Nella recente puntata del Diario Christian Marazzi ci ha descritto una serie di scioperi e di agitazioni sindacali negli Stati Uniti. Un segnale in decisa controtendenza: ma non ha portato erosione dei redditi da lavoro, anzi, si registrano aumenti salariali anche consistenti. Dopo quello con Ford anche gli operai di Stellantis hanno attenuto, nell’accordo di questo ottobre, un aumento del 25%. Che ne penseranno i lavoratori di Pomigliano, Melfi, Vigo, Metz, Sochaux? La grande tornata di lotta negli Stati Uniti, tradotta nell’Unione Europea come risultato, equivale a 400/500 euro al mese per addetto! Sul piano politico il presidente Biden invece di reprimere i ribelli ha difeso le loro ragioni. Un tipo come Biden si comporta in questo modo per una sola ragione: ha capito che non aveva davvero scelta se voleva sostenere l’aumento generale del risultato economico.

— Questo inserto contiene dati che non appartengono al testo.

//! Hardware abstraction layer traits and shared types.
//!
//! This module contains the driver seams the arena depends on and the
//! value types that cross them.

pub mod driver;
pub mod types;
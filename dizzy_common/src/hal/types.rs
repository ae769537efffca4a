//! Arena value types shared by the sampler, the actuator layer and the engine.
//!
//! - `PlayerId` / `LimbSide` / `Facing` - Identity and orientation
//! - `HitEvent` - One debounced impact produced by the sensor sampler
//! - `RoundResult` - The output contract of a finished round

use serde::{Deserialize, Serialize};
use std::fmt;
use std::time::Instant;

/// One of the two participants.
#[derive(Debug, Clone, Copy, PartialEq, Eq, Hash, Serialize, Deserialize)]
#[serde(rename_all = "snake_case")]
pub enum PlayerId {
    /// First fighter (`fighters[0]` in the config).
    One,
    /// Second fighter (`fighters[1]` in the config).
    Two,
}

impl PlayerId {
    /// Both players in config order.
    pub const ALL: [PlayerId; 2] = [PlayerId::One, PlayerId::Two];

    /// Index into per-player arrays.
    #[inline]
    pub const fn index(self) -> usize {
        match self {
            PlayerId::One => 0,
            PlayerId::Two => 1,
        }
    }

    /// The other participant.
    #[inline]
    pub const fn opponent(self) -> PlayerId {
        match self {
            PlayerId::One => PlayerId::Two,
            PlayerId::Two => PlayerId::One,
        }
    }
}

impl fmt::Display for PlayerId {
    fn fmt(&self, f: &mut fmt::Formatter<'_>) -> fmt::Result {
        match self {
            PlayerId::One => write!(f, "Player 1"),
            PlayerId::Two => write!(f, "Player 2"),
        }
    }
}

/// Which of a fighter's two limbs.
#[derive(Debug, Clone, Copy, PartialEq, Eq, Hash, Serialize, Deserialize)]
#[serde(rename_all = "lowercase")]
pub enum LimbSide {
    /// Left limb.
    Left,
    /// Right limb.
    Right,
}

impl LimbSide {
    /// Both sides, left first.
    pub const ALL: [LimbSide; 2] = [LimbSide::Left, LimbSide::Right];
}

/// Direction a fighter faces on the rail.
///
/// The drive wheels are mounted mirrored, so the wheel direction for a
/// logical "left" depends on facing.
#[derive(Debug, Clone, Copy, PartialEq, Eq, Default, Serialize, Deserialize)]
#[serde(rename_all = "lowercase")]
pub enum Facing {
    /// Facing towards the right end of the rail.
    #[default]
    Right,
    /// Facing towards the left end of the rail.
    Left,
}

/// One debounced impact on a sensor channel.
///
/// Produced once by the sampler, consumed once by the engine.
#[derive(Debug, Clone, Copy, PartialEq)]
pub struct HitEvent {
    /// Analog channel the hit was seen on.
    pub channel: u8,
    /// Raw converter reading at the hit.
    pub raw: u16,
    /// Baseline-subtracted signal at the hit.
    pub signal: f64,
    /// Linear-ramp damage, clamped to the configured range.
    pub damage: f64,
    /// Sampler tick time of the hit.
    pub timestamp: Instant,
}

/// Outcome of a finished round.
#[derive(Debug, Clone, PartialEq, Eq, Serialize, Deserialize)]
pub struct RoundResult {
    /// 1-based round number within the session.
    pub round: u32,
    /// Winning participant.
    pub winner: PlayerId,
    /// Display name of the winner.
    pub winner_name: String,
    /// Final hp, indexed by [`PlayerId::index`].
    pub final_hp: [u32; 2],
    /// Wall-clock length of the round [ms].
    pub duration_ms: u64,
}

impl RoundResult {
    /// Final hp of one participant.
    #[inline]
    pub fn hp_of(&self, player: PlayerId) -> u32 {
        self.final_hp[player.index()]
    }
}

#[cfg(test)]
mod tests {
    use super::*;

    #[test]
    fn opponent_is_involutive() {
        for p in PlayerId::ALL {
            assert_ne!(p, p.opponent());
            assert_eq!(p, p.opponent().opponent());
        }
    }

    #[test]
    fn player_display_matches_scoreboard() {
        assert_eq!(PlayerId::One.to_string(), "Player 1");
        assert_eq!(PlayerId::Two.to_string(), "Player 2");
    }

    #[test]
    fn round_result_hp_lookup() {
        let result = RoundResult {
            round: 1,
            winner: PlayerId::Two,
            winner_name: "Blue".into(),
            final_hp: [0, 35],
            duration_ms: 4200,
        };
        assert_eq!(result.hp_of(PlayerId::One), 0);
        assert_eq!(result.hp_of(PlayerId::Two), 35);
    }
}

In Italia la repressione intesa come unica opzione d’ordine si accompagna invece ad una sostanziale bonaccia, senza indizi veri di una possibile crescita nel breve periodo. In Francia Macron ha certamente sedato le proteste di massa contro il taglio del trattamento pensionistico, ha imposto la legge del manganello e dell’idrante nelle piazze, dopo aver esautorato il parlamento e ignorato le ragioni di una generale opposizione composta da almeno due terzi della popolazione. Ma questo non si è tradotto in una forte ripresa dell’economia; la crisi permane. Questa è una insanabile contraddizione del capitale: ha bisogno della schiavitù pacificata per imporre la messa a valore delle esistenze, dunque deve criminalizzare il conflitto; al tempo stesso senza l’indispensabile motore della lotta di classe il capitale non è in grado di svilupparsi, di rinnovarsi, di arricchirsi rassegnandosi ad arricchire anche l’avversario. Lo stesso sistema delle leggi non riesce a funzionare senza conflitto: la Francia sorge nelle barricate della Bastiglia, tutte le c.d. democrazie della vecchia Europa sono nate con -e dentro- una rivoluzione. Senza conflitto gli stati muoiono, non hanno ragione di esistere. Aveva ragione Eraclito. Dunque non ci sono motivi per non sperare.


 

Nota 1
Ancora oggi i lavoratori mantengono ferma la mobilitazione e hanno programmato una sequenza di iniziative, fino al 31 dicembre, ultimo giorno di Cassa Integrazione. Il 5 novembre si terrà un’ meeting internazionale & giornata di lotta per il rilancio delle mobilitazioni.